## Task description
Across these entries, report how many lines include the string "random", with nothing but the number.

##### Exercise material

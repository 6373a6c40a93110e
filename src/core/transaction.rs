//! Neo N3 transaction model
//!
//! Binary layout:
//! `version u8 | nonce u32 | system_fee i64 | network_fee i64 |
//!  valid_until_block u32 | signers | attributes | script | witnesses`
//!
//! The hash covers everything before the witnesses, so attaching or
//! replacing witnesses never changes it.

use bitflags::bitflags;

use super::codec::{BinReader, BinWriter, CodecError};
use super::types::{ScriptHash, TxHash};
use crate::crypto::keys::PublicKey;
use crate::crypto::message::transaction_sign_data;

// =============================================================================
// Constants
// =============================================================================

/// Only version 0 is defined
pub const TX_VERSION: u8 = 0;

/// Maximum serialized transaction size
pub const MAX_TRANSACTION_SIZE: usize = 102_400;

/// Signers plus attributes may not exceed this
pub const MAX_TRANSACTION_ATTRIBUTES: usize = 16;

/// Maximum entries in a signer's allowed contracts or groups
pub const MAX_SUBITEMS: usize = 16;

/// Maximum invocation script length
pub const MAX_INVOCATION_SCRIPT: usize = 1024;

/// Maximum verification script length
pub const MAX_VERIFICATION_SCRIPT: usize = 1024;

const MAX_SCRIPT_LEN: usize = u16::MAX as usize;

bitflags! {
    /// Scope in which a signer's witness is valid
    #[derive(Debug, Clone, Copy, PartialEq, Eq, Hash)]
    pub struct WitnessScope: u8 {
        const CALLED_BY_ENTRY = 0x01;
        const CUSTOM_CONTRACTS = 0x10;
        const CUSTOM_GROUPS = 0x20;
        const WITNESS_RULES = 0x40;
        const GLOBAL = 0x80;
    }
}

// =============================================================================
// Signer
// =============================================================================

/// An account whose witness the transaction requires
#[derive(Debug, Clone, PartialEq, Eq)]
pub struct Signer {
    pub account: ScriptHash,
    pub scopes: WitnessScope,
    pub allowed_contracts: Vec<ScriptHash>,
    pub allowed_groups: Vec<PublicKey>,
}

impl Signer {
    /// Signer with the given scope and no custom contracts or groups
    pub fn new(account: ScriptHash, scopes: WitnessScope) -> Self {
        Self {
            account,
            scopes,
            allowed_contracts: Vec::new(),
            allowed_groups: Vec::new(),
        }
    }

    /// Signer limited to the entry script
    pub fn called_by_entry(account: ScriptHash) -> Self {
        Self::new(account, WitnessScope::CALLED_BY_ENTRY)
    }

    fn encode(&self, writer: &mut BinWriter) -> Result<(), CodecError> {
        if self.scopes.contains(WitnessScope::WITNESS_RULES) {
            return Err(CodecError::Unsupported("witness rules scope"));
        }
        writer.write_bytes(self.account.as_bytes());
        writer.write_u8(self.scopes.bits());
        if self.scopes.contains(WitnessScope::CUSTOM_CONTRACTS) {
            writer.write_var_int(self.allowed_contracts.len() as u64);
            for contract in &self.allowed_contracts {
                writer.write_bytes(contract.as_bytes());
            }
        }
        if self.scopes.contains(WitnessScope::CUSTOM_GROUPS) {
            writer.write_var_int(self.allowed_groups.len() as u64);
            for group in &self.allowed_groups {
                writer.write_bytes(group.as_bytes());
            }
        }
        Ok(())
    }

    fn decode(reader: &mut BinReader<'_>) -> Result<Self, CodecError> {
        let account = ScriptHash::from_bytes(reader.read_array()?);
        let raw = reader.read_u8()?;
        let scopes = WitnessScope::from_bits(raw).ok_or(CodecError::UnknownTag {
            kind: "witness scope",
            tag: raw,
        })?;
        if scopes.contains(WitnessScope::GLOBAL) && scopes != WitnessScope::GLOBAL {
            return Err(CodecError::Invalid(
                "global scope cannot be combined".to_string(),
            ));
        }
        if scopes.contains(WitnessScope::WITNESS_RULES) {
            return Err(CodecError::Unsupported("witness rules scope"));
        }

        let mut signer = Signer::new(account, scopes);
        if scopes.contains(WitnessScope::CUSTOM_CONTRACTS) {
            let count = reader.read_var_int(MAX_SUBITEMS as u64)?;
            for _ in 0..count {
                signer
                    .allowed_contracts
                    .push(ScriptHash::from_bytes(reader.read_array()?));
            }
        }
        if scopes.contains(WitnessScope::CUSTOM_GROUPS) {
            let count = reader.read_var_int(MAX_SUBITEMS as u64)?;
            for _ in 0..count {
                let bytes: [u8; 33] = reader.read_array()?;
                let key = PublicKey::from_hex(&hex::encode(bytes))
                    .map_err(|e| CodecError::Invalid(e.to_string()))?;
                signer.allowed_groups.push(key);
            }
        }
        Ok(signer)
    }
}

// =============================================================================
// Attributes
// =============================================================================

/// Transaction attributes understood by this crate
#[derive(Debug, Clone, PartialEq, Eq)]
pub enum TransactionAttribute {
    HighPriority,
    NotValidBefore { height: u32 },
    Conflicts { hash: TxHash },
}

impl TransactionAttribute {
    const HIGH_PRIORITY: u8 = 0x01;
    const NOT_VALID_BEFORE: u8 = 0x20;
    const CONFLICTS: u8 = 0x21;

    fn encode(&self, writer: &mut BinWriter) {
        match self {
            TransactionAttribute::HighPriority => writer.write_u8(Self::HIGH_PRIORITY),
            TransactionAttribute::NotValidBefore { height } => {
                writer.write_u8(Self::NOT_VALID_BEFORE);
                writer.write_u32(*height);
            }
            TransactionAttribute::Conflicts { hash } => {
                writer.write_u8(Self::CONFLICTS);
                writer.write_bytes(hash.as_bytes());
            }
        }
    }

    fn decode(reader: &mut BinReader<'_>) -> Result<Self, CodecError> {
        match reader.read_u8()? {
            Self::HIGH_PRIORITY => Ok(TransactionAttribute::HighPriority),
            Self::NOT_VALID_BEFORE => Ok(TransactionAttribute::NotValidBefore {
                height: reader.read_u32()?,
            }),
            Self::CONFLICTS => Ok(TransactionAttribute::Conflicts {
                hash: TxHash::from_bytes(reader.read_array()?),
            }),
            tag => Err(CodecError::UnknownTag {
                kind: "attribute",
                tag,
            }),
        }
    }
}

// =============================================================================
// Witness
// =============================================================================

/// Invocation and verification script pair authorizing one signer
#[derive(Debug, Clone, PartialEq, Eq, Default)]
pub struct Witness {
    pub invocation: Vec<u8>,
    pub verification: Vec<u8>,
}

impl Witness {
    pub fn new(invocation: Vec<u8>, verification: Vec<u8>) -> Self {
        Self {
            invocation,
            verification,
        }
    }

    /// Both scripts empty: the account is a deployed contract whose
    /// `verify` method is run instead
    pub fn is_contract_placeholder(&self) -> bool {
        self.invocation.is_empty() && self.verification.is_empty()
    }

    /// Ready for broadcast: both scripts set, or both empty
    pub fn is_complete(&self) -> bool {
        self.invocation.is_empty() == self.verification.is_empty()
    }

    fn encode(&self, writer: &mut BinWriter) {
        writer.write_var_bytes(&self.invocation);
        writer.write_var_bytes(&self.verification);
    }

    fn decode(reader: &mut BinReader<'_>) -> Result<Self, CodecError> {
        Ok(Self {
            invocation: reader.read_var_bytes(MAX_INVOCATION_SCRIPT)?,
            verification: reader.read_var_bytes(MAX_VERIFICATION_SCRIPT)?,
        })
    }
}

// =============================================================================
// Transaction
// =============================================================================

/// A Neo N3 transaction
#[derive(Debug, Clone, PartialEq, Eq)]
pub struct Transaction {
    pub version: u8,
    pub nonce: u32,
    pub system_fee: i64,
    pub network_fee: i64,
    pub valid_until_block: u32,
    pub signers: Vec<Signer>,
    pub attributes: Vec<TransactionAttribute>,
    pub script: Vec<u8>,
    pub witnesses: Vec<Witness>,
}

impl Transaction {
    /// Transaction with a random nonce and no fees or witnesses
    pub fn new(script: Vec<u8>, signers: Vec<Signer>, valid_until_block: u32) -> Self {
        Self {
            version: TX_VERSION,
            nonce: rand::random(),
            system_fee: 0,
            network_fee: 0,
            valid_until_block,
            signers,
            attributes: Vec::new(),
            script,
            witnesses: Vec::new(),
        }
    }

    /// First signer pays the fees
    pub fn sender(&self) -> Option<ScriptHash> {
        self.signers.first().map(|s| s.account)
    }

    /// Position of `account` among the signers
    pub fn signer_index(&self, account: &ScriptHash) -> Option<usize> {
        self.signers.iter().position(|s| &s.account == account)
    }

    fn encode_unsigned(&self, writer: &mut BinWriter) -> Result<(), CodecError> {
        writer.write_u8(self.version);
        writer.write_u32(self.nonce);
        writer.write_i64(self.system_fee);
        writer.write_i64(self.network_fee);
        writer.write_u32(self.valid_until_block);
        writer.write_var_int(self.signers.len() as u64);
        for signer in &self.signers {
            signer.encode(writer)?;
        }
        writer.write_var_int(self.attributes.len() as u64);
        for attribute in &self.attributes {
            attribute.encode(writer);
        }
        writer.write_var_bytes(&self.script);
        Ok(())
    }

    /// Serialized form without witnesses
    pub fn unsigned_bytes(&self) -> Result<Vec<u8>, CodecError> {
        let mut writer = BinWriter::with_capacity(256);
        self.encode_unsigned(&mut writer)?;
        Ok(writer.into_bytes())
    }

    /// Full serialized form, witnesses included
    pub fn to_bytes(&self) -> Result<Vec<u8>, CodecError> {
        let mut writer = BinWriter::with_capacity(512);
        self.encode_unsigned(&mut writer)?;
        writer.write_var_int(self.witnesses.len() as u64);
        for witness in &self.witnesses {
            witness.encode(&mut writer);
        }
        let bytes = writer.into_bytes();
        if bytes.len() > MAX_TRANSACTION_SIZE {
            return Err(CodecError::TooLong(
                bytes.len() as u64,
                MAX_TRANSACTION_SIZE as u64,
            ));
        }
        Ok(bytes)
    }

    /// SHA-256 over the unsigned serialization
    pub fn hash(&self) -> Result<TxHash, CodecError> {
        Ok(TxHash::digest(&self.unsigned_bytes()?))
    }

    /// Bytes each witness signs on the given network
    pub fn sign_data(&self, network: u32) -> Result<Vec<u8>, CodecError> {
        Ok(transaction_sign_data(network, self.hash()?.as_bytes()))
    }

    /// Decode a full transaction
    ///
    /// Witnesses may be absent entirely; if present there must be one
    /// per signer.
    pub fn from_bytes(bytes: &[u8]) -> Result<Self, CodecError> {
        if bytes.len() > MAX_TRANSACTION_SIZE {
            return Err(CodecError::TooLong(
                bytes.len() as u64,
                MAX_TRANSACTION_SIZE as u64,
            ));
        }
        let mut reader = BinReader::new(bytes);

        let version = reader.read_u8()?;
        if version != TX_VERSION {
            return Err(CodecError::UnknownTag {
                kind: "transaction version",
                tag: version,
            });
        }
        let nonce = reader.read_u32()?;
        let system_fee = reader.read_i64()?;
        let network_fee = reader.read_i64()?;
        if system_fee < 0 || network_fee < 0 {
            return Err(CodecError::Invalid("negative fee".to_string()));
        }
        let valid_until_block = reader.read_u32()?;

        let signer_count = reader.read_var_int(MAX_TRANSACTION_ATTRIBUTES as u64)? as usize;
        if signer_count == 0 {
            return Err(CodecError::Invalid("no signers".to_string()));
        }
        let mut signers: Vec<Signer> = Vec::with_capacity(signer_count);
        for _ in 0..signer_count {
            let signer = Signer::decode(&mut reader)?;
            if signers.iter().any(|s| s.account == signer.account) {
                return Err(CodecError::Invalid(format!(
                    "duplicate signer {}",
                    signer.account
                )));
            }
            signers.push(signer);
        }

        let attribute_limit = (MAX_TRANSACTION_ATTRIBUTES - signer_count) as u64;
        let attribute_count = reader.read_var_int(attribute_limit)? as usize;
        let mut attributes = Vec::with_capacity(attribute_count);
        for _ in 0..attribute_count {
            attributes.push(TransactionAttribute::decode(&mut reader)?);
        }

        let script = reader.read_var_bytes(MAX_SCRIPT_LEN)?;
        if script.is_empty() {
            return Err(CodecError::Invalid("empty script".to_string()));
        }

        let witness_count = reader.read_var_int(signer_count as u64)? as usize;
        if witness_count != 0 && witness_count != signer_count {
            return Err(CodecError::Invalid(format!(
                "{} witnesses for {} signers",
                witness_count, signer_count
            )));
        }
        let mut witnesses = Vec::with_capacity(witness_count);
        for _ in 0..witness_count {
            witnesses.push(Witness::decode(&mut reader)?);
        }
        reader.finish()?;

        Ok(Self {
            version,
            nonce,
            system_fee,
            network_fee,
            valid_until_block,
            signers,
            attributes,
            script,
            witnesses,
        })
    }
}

##########
##### Exercise material

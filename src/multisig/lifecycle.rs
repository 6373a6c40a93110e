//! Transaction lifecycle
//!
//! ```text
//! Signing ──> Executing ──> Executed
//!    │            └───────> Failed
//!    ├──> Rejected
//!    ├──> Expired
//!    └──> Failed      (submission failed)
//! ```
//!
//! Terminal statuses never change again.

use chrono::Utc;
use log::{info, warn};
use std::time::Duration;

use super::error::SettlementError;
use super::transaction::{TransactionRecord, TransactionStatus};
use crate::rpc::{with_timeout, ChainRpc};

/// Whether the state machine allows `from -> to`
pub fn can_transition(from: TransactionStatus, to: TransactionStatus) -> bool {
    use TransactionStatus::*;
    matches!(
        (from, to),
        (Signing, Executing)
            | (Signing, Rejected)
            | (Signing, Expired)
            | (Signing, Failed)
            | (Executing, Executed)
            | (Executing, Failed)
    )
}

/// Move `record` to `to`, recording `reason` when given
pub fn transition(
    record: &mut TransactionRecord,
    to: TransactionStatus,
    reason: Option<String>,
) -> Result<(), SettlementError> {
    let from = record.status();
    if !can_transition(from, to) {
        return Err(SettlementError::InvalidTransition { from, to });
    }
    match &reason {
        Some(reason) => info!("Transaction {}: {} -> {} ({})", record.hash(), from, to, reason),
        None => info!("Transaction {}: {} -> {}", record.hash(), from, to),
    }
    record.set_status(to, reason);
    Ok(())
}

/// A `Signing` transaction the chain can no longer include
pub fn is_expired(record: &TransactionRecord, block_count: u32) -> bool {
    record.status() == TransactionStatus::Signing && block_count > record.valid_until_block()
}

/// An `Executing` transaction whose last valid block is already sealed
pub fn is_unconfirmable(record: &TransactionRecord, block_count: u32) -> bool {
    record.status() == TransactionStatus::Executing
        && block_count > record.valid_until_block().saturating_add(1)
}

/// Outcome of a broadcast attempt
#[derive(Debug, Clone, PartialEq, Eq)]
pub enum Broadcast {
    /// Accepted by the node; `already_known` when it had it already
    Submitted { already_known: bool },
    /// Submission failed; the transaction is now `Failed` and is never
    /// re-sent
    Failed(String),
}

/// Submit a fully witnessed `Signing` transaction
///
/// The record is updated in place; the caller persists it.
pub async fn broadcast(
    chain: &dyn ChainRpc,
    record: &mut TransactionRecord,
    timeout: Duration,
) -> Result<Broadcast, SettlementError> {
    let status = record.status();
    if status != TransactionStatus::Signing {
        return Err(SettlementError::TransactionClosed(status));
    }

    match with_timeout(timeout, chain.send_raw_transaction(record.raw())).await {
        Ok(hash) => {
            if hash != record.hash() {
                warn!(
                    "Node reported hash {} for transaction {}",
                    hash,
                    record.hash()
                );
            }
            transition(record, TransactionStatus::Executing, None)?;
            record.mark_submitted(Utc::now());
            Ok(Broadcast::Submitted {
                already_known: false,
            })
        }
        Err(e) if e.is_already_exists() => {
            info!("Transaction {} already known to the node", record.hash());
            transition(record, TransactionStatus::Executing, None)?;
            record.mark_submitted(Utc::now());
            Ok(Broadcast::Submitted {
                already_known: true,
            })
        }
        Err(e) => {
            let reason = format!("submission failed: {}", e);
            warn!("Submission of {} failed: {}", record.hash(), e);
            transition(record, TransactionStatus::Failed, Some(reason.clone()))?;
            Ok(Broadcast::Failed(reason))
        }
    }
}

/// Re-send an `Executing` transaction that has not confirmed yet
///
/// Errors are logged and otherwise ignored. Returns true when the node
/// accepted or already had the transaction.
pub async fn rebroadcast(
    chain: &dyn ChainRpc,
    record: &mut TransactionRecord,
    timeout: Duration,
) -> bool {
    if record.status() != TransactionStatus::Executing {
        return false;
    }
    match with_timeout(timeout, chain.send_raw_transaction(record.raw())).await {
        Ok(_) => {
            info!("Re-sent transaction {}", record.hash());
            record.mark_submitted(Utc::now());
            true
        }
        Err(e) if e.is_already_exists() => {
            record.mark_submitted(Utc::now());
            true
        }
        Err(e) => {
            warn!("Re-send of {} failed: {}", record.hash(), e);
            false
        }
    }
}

##########

## Answer to the exercise
2